Hay una tumba cerca del lago de La Oculta, la finca que protagoniza su última novela. “El descansadero”, como la nombró Próspero, el mayordomo. ¿Me quiere hablar de su tumba si la tiene?
Yo conocí la tumba de Tolstói. Me pareció tan hermosa que me dieron ganas de estar muerto. Queda en la que fue su finca, Yásnaia Poliana, y yo monté a caballo en la finca de Tolstói, sobre unos caballos que eran descendientes directos de los caballos del conde Tolstói. La Oculta no es, ni nunca fue, una finca tan importante como Yásnaia Poliana, que tenía hasta un pueblo donde casi todos los habitantes eran vasallos, siervos de Tolstói, que quiso liberarlos y entregarles la tierra. Como ve, me estoy yendo muy lejos. Pero bueno: contestar es divagar. Y en el refugio donde yo escribí buena parte de La Oculta, en la Toscana, está la tumba, muy bonita, de Gregor von Rezzori, un escritor austro-húngaro que vivía allí. Digamos que esas tumbas literarias son la fuente de mi tumba novelística. Pero yo no soy tan vanidoso como para tener una tumba propia. Simplemente en La Oculta hay una tumba, una explanada, para tirar las cenizas de los antepasados.
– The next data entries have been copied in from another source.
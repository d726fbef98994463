//! mail-triage: fetch recent IMAP mail and triage it with a generative model
//!
//! Retrieves the newest messages of one folder over TLS-only IMAP, decodes
//! them into plain-text records, and on demand asks a generative model for a
//! summary, category, priority and action items. Model replies are normalized
//! into a fixed shape; a failed analysis never aborts the batch.
//!
//! # Architecture
//!
//! - [`config`]: Environment-driven configuration for mailbox and model
//! - [`errors`]: Per-stage error kinds and the collaborator-facing [`errors::AppError`]
//! - [`imap`]: IMAP transport/session operations with timeout wrappers
//! - [`mime`]: Message parsing and plain-text body extraction
//! - [`analysis`]: Prompt construction and throttled model invocation
//! - [`gemini`]: HTTP backend for the model API
//! - [`limiter`]: Shared concurrency cap and call spacing
//! - [`normalize`]: Total conversion of model replies into analysis results
//! - [`models`]: Records, analysis state and output envelope
//! - [`filter`]: Client-side projection over fetched records
//! - [`pipeline`]: Orchestration of listing and per-message analysis

pub mod analysis;
pub mod config;
pub mod errors;
pub mod filter;
pub mod gemini;
pub mod imap;
pub mod limiter;
pub mod mime;
pub mod models;
pub mod normalize;
pub mod pipeline;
Alguna vez dijo que no veía la hora de parar con todo, dejar de escribir y perderse en su finca, a escuchar música y a leer, oculto…
Tengo doble personalidad: puedo ser muy sociable y también muy misántropo. Cualquiera de las dos podría dominarme. Por ahora trato de vivir las dos personalidades: a veces estoy con gente y a veces estoy solo. Necesito a la gente para poder escribir. Y necesito estar solo para poder escribir.
¿Qué pasaría si pierde completamente la memoria?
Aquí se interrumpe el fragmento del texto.